Network Pharmacology of Erigeron breviscapus in the Treatment of Myocardial Ischemia-Reperfusion Injury

By using network pharmacology, molecular docking and molecular dynamics, active ingredients, targets and mechanisms of Erigeron breviscapus in treating myocardial ischaemia-reperfusion injury were elucidated. It was found that the target gene for Erigeron breviscapus crossed with the disease gene related to myocardial ischaemia-reperfusion injury after obtaining the drug components. According to those intersection results, cytoscape was used to obtain the hub genes.
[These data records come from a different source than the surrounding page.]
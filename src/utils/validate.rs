use crate::error::{AppError, AppResult};
use axum::Json;
use axum::extract::{FromRequest, FromRequestParts, Query, Request};
use axum::http::request::Parts;
use serde::de::DeserializeOwned;
use validator::Validate;

/// JSON body that has passed `validator` rules.
#[derive(Debug, Clone, Copy, Default)]
pub struct ValidatedJson<T>(pub T);

impl<T, S> FromRequest<S> for ValidatedJson<T>
where
    T: DeserializeOwned + Validate,
    S: Send + Sync,
{
    type Rejection = AppError;

    async fn from_request(req: Request, state: &S) -> AppResult<Self> {
        let Json(value) = Json::<T>::from_request(req, state).await?;
        value.validate()?;
        Ok(ValidatedJson(value))
    }
}

/// Query string that has passed `validator` rules.
#[derive(Debug, Clone, Copy, Default)]
pub struct ValidatedQuery<T>(pub T);

impl<T, S> FromRequestParts<S> for ValidatedQuery<T>
where
    T: DeserializeOwned + Validate,
    S: Send + Sync,
{
    type Rejection = AppError;

    async fn from_request_parts(parts: &mut Parts, state: &S) -> AppResult<Self> {
        let Query(value) = Query::<T>::from_request_parts(parts, state).await?;
        value.validate()?;
        Ok(ValidatedQuery(value))
    }
}

#[cfg(test)]
mod tests {
    use super::*;
    use axum::body::Body;
    use axum::http::{Method, header};
    use serde::Deserialize;

    #[derive(Debug, Deserialize, Validate)]
    struct CallbackRequest {
        #[validate(length(min = 2, max = 100, message = "Name must be between 2 and 100 characters"))]
        name: String,
        #[validate(email(message = "Invalid email format"))]
        email: String,
        #[validate(range(min = 0, max = 10, message = "Urgency must be between 0 and 10"))]
        urgency: i32,
    }

    fn json_request(body: &str) -> Request {
        Request::builder()
            .method(Method::POST)
            .uri("/test")
            .header(header::CONTENT_TYPE, "application/json")
            .body(Body::from(body.to_string()))
            .unwrap()
    }

    #[tokio::test]
    async fn test_valid_json() {
        let request = json_request(r#"{"name":"Dana","email":"dana@example.com","urgency":4}"#);
        let ValidatedJson(body) = ValidatedJson::<CallbackRequest>::from_request(request, &())
            .await
            .unwrap();
        assert_eq!(body.name, "Dana");
        assert_eq!(body.email, "dana@example.com");
        assert_eq!(body.urgency, 4);
    }

    #[tokio::test]
    async fn test_rule_violations_collected() {
        let request = json_request(r#"{"name":"D","email":"nope","urgency":11}"#);
        match ValidatedJson::<CallbackRequest>::from_request(request, &()).await {
            Err(AppError::ValidationErrors { errors }) => {
                let fields: Vec<&str> = errors.iter().map(|e| e.field.as_str()).collect();
                assert_eq!(fields, vec!["email", "name", "urgency"]);
                assert!(errors[2].message.contains("between 0 and 10"));
            }
            other => panic!("Expected ValidationErrors, got {:?}", other.map(|_| ())),
        }
    }

    #[tokio::test]
    async fn test_missing_field_is_bad_request() {
        let request = json_request(r#"{"name":"Dana","email":"dana@example.com"}"#);
        match ValidatedJson::<CallbackRequest>::from_request(request, &()).await {
            Err(AppError::BadRequest { message }) => assert!(!message.is_empty()),
            other => panic!("Expected BadRequest, got {:?}", other.map(|_| ())),
        }
    }

    #[tokio::test]
    async fn test_wrong_content_type_is_bad_request() {
        let request = Request::builder()
            .method(Method::POST)
            .uri("/test")
            .header(header::CONTENT_TYPE, "text/plain")
            .body(Body::from("name=Dana"))
            .unwrap();
        assert!(matches!(
            ValidatedJson::<CallbackRequest>::from_request(request, &()).await,
            Err(AppError::BadRequest { .. })
        ));
    }

    #[derive(Debug, Deserialize, Validate)]
    struct Window {
        #[validate(range(min = 1, max = 50, message = "Limit must be between 1 and 50"))]
        limit: u32,
    }

    async fn query(uri: &str) -> AppResult<ValidatedQuery<Window>> {
        let (mut parts, _) = Request::builder().uri(uri).body(()).unwrap().into_parts();
        ValidatedQuery::<Window>::from_request_parts(&mut parts, &()).await
    }

    #[tokio::test]
    async fn test_query_validated() {
        let ValidatedQuery(window) = query("/x?limit=20").await.unwrap();
        assert_eq!(window.limit, 20);

        assert!(matches!(
            query("/x?limit=0").await,
            Err(AppError::ValidationErrors { .. })
        ));
        assert!(matches!(
            query("/x?limit=abc").await,
            Err(AppError::BadRequest { .. })
        ));
    }
}
//! Back-office dashboard.

use axum::{Json, extract::State, http::StatusCode};
use utoipa_axum::router::OpenApiRouter;
use utoipa_axum::routes;

use crate::api::doc::DASHBOARD_TAG;
use crate::api::dto::{DashboardStatsResponse, OverviewResponse, StatsErrorResponse};
use crate::error::AppResult;
use crate::state::AppState;

/// # Routes
/// - `GET /stats` - Stat tiles
/// - `GET /overview` - Stat tiles, today's schedule and recent jobs
pub fn dashboard_routes() -> OpenApiRouter<AppState> {
    OpenApiRouter::new()
        .routes(routes!(stats))
        .routes(routes!(overview))
}

/// Fails as a whole: any aggregate error answers 500 with `{ "error": ... }`.
#[utoipa::path(
    get,
    path = "/stats",
    tag = DASHBOARD_TAG,
    responses(
        (status = 200, description = "Dashboard stats", body = DashboardStatsResponse),
        (status = 500, description = "An aggregate failed", body = StatsErrorResponse)
    ),
    security(("bearerAuth" = []))
)]
async fn stats(
    State(state): State<AppState>,
) -> Result<Json<DashboardStatsResponse>, (StatusCode, Json<StatsErrorResponse>)> {
    match state.services.dashboard.stats().await {
        Ok(stats) => Ok(Json(DashboardStatsResponse::from(&stats))),
        Err(e) => {
            tracing::error!(error = ?e, "Failed to load dashboard stats");
            Err((
                StatusCode::INTERNAL_SERVER_ERROR,
                Json(StatsErrorResponse {
                    error: "Failed to load dashboard stats".to_string(),
                }),
            ))
        }
    }
}

/// Sections that fail are replaced by empty values and listed in `degradedSections`.
#[utoipa::path(
    get,
    path = "/overview",
    tag = DASHBOARD_TAG,
    responses(
        (status = 200, description = "Dashboard overview", body = OverviewResponse)
    ),
    security(("bearerAuth" = []))
)]
async fn overview(State(state): State<AppState>) -> AppResult<Json<OverviewResponse>> {
    let overview = state.services.dashboard.overview().await?;
    Ok(Json(overview.into()))
}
The hub genes were subjected to gene ontology enrichment and analyzed with the Kyoto Encyclopedia of Genes and Genomes. After molecular docking of the hub genes with the components of Erigeron breviscapus, the optimal docking result was selected for molecular dynamics simulation. The two main active ingredients (1-hydroxy-2,3,5-trimethoxyxanthone and scutevulin) of Erigeron breviscapus have 51 therapeutic targets related to myocardial ischaemia-reperfusion injury, including 6 key genes (epidermal growth factor receptor, estrogen receptor 1, matrix metalloproteinase, prostaglandin-endoperoxide synthase 2, heat shock protein 90 alpha family class A member 1 and serine/ threonine kinase 1). The signaling pathways mainly focus on inflammatory reactions. The results of molecular docking and molecular dynamics show that scutevulin closely and stably binds with estrogen receptor 1 and with prostaglandin-endoperoxide synthase 2. In the treatment of myocardial ischaemia-reperfusion injury, Erigeron breviscapus may act on target genes such as estrogen receptor and prostaglandin-endoperoxide synthase 2 that affect the signal pathway of inflammatory factors.